** ENTRIES SHOWN follows **

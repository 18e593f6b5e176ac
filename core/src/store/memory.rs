// core/src/store/memory.rs

use crate::error::{CatalogError, CatalogResult};
use crate::product::Product;
use crate::rating::RatingStats;
use crate::store::{ProductFilter, ProductStore};
use async_trait::async_trait;
use parking_lot::RwLock;
use std::collections::BTreeMap;
use tracing::{debug, info, instrument};

#[derive(Debug)]
struct Rows {
  products: BTreeMap<i64, Product>,
  next_id: i64,
}

/// A process-local [`ProductStore`]. Ids are handed out sequentially from 1 and never reused.
///
/// Every operation takes the lock once and releases it before returning, so no guard is
/// ever held across an `.await`.
#[derive(Debug)]
pub struct MemoryStore {
  rows: RwLock<Rows>,
}

impl MemoryStore {
  pub fn new() -> Self {
    Self {
      rows: RwLock::new(Rows {
        products: BTreeMap::new(),
        next_id: 1,
      }),
    }
  }

  pub fn len(&self) -> usize {
    self.rows.read().products.len()
  }

  pub fn is_empty(&self) -> bool {
    self.len() == 0
  }
}

impl Default for MemoryStore {
  fn default() -> Self {
    Self::new()
  }
}

#[async_trait]
impl ProductStore for MemoryStore {
  #[instrument(name = "MemoryStore::create", skip_all, fields(name = %product.name), err(Display))]
  async fn create(&self, product: &Product) -> CatalogResult<Product> {
    product.validate()?;
    let mut rows = self.rows.write();
    let id = rows.next_id;
    rows.next_id += 1;
    let mut stored = product.clone();
    stored.id = Some(id);
    rows.products.insert(id, stored.clone());
    info!("Created {}", stored);
    Ok(stored)
  }

  async fn read(&self, id: i64) -> CatalogResult<Option<Product>> {
    debug!("Processing lookup for id {} ...", id);
    Ok(self.rows.read().products.get(&id).cloned())
  }

  #[instrument(name = "MemoryStore::update", skip_all, fields(id = ?product.id), err(Display))]
  async fn update(&self, product: &Product) -> CatalogResult<Product> {
    let id = product.id.ok_or(CatalogError::MissingIdentifier)?;
    product.validate()?;
    let mut rows = self.rows.write();
    let slot = rows.products.get_mut(&id).ok_or(CatalogError::NotFound { id })?;
    slot.name.clone_from(&product.name);
    slot.description.clone_from(&product.description);
    slot.category.clone_from(&product.category);
    slot.price = product.price;
    slot.available = product.available;
    info!("Saved {}", slot);
    Ok(slot.clone())
  }

  async fn delete(&self, id: i64) -> CatalogResult<bool> {
    let removed = self.rows.write().products.remove(&id);
    if let Some(product) = &removed {
      info!("Deleted {}", product);
    }
    Ok(removed.is_some())
  }

  async fn list(&self, filter: &ProductFilter) -> CatalogResult<Vec<Product>> {
    debug!(?filter, "Processing product query");
    let mut products: Vec<Product> = {
      let rows = self.rows.read();
      rows.products.values().filter(|p| filter.matches(p)).cloned().collect()
    };
    filter.sort(&mut products);
    Ok(products)
  }

  #[instrument(name = "MemoryStore::swap_rating", skip(self, updated), err(Display))]
  async fn swap_rating(&self, id: i64, expected: &RatingStats, updated: &Product) -> CatalogResult<Option<Product>> {
    let mut rows = self.rows.write();
    let slot = rows.products.get_mut(&id).ok_or(CatalogError::NotFound { id })?;
    if RatingStats::of(slot) != *expected {
      debug!("Stored rating stats moved on; rejecting swap.");
      return Ok(None);
    }
    slot.rating = updated.rating;
    slot.cumulative_ratings = updated.cumulative_ratings;
    slot.no_of_users_rated = updated.no_of_users_rated;
    Ok(Some(slot.clone()))
  }

  async fn clear(&self) -> CatalogResult<()> {
    self.rows.write().products.clear();
    Ok(())
  }
}
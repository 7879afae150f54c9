//! Overflow chains for large values
//!
//! A value at or above a quarter page moves to a contiguous run of overflow
//! pages; the leaf node keeps only the head page number. The value bytes
//! start right after the head's page header and run contiguously across the
//! rest of the chain, so a committed value reads back as one slice of the
//! map.

use std::borrow::Cow;

use crate::error::{Error, PageId, Result};
use crate::page::{PageFlags, PageHeader, PAGE_SIZE};
use crate::txn::{mode::Mode, Transaction, Write};

/// Number of pages a value of `len` bytes needs, header included
pub(crate) fn chain_pages(len: usize) -> u64 {
    ((PAGE_SIZE + len) as u64).div_ceil(PAGE_SIZE as u64)
}

/// Allocate a chain and fill it with `data`; returns the head page and the
/// number of pages used
pub(crate) fn write_value(
    txn: &mut Transaction<'_, Write>,
    data: &[u8],
) -> Result<(PageId, u64)> {
    let npages = chain_pages(data.len());
    let head = txn.alloc_page(PageFlags::OVERFLOW, npages)?;
    let entry = txn.dirty_entry_mut(head)?;
    let head_cap = PAGE_SIZE - PageHeader::SIZE;
    let first = data.len().min(head_cap);
    entry.page.data[..first].copy_from_slice(&data[..first]);
    if data.len() > first {
        entry.tail[..data.len() - first].copy_from_slice(&data[first..]);
    }
    Ok((head, npages))
}

/// Read a value of `size` bytes out of the chain headed at `head`
pub(crate) fn read_value<'txn, M: Mode>(
    txn: &'txn Transaction<'_, M>,
    head: PageId,
    size: usize,
) -> Result<Cow<'txn, [u8]>> {
    if let Some(entry) = txn.dirty_entry(head) {
        // Uncommitted chain: stitch head and tail back together
        let head_cap = PAGE_SIZE - PageHeader::SIZE;
        if size <= head_cap {
            return Ok(Cow::Borrowed(&entry.page.data[..size]));
        }
        let mut value = Vec::with_capacity(size);
        value.extend_from_slice(&entry.page.data);
        value.extend_from_slice(&entry.tail[..size - head_cap]);
        return Ok(Cow::Owned(value));
    }
    let env = txn.env.inner();
    let offset = head.0 as usize * PAGE_SIZE + PageHeader::SIZE;
    Ok(Cow::Borrowed(env.map_slice(offset, size)?))
}

/// Free every page of the chain headed at `head`; returns the page count
pub(crate) fn free_chain(txn: &mut Transaction<'_, Write>, head: PageId) -> Result<u64> {
    let page = txn.get_page(head)?;
    if !page.is_overflow() {
        return Err(Error::Corruption {
            details: format!("page {} is not an overflow head", head.0),
            page_id: Some(head),
        });
    }
    let count = page.overflow_count() as u64;
    if txn.is_dirty(head) {
        txn.remove_dirty(head);
    }
    for pg in head.0..head.0 + count {
        txn.free_page(PageId(pg));
    }
    Ok(count)
}

#[cfg(test)]
mod tests {
    use super::*;
    use crate::env::EnvBuilder;
    use tempfile::TempDir;

    #[test]
    fn test_chain_pages() {
        assert_eq!(chain_pages(0), 1);
        assert_eq!(chain_pages(PAGE_SIZE - PageHeader::SIZE), 1);
        assert_eq!(chain_pages(PAGE_SIZE), 2);
        assert_eq!(chain_pages(3 * PAGE_SIZE), 4);
    }

    #[test]
    fn test_write_read_free_uncommitted() {
        let dir = TempDir::new().unwrap();
        let env = EnvBuilder::new().map_size(10 * 1024 * 1024).open(dir.path()).unwrap();
        let mut txn = env.begin_write().unwrap();

        let data: Vec<u8> = (0..3 * PAGE_SIZE).map(|i| (i % 251) as u8).collect();
        let (head, npages) = write_value(&mut txn, &data).unwrap();
        assert_eq!(npages, 4);

        let back = read_value(&txn, head, data.len()).unwrap();
        assert_eq!(back.as_ref(), &data[..]);

        let freed = free_chain(&mut txn, head).unwrap();
        assert_eq!(freed, 4);
        assert!(!txn.is_dirty(head));
    }
}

** End of ENTRIES SHOWN **

WORK REQUIRED: Begin with the first line of the listing and copy exactly through the line that contains "lookup for id", please, keeping both ends and leaving out everything after.

RESPONSE AREA:
repository 18e593f6b5e176ac
filename core/src/store/memory.rs
// core/src/store/memory.rs

use crate::error::{CatalogError, CatalogResult};
use crate::product::Product;
use crate::rating::RatingStats;
use crate::store::{ProductFilter, ProductStore};
use async_trait::async_trait;
use parking_lot::RwLock;
use std::collections::BTreeMap;
use tracing::{debug, info, instrument};

#[derive(Debug)]
struct Rows {
  products: BTreeMap<i64, Product>,
  next_id: i64,
}

/// A process-local [`ProductStore`]. Ids are handed out sequentially from 1 and never reused.
///
/// Every operation takes the lock once and releases it before returning, so no guard is
/// ever held across an `.await`.
#[derive(Debug)]
pub struct MemoryStore {
  rows: RwLock<Rows>,
}

impl MemoryStore {
  pub fn new() -> Self {
    Self {
      rows: RwLock::new(Rows {
        products: BTreeMap::new(),
        next_id: 1,
      }),
    }
  }

  pub fn len(&self) -> usize {
    self.rows.read().products.len()
  }

  pub fn is_empty(&self) -> bool {
    self.len() == 0
  }
}

impl Default for MemoryStore {
  fn default() -> Self {
    Self::new()
  }
}

#[async_trait]
impl ProductStore for MemoryStore {
  #[instrument(name = "MemoryStore::create", skip_all, fields(name = %product.name), err(Display))]
  async fn create(&self, product: &Product) -> CatalogResult<Product> {
    product.validate()?;
    let mut rows = self.rows.write();
    let id = rows.next_id;
    rows.next_id += 1;
    let mut stored = product.clone();
    stored.id = Some(id);
    rows.products.insert(id, stored.clone());
    info!("Created {}", stored);
    Ok(stored)
  }

  async fn read(&self, id: i64) -> CatalogResult<Option<Product>> {
    debug!("Processing lookup for id {} ...", id);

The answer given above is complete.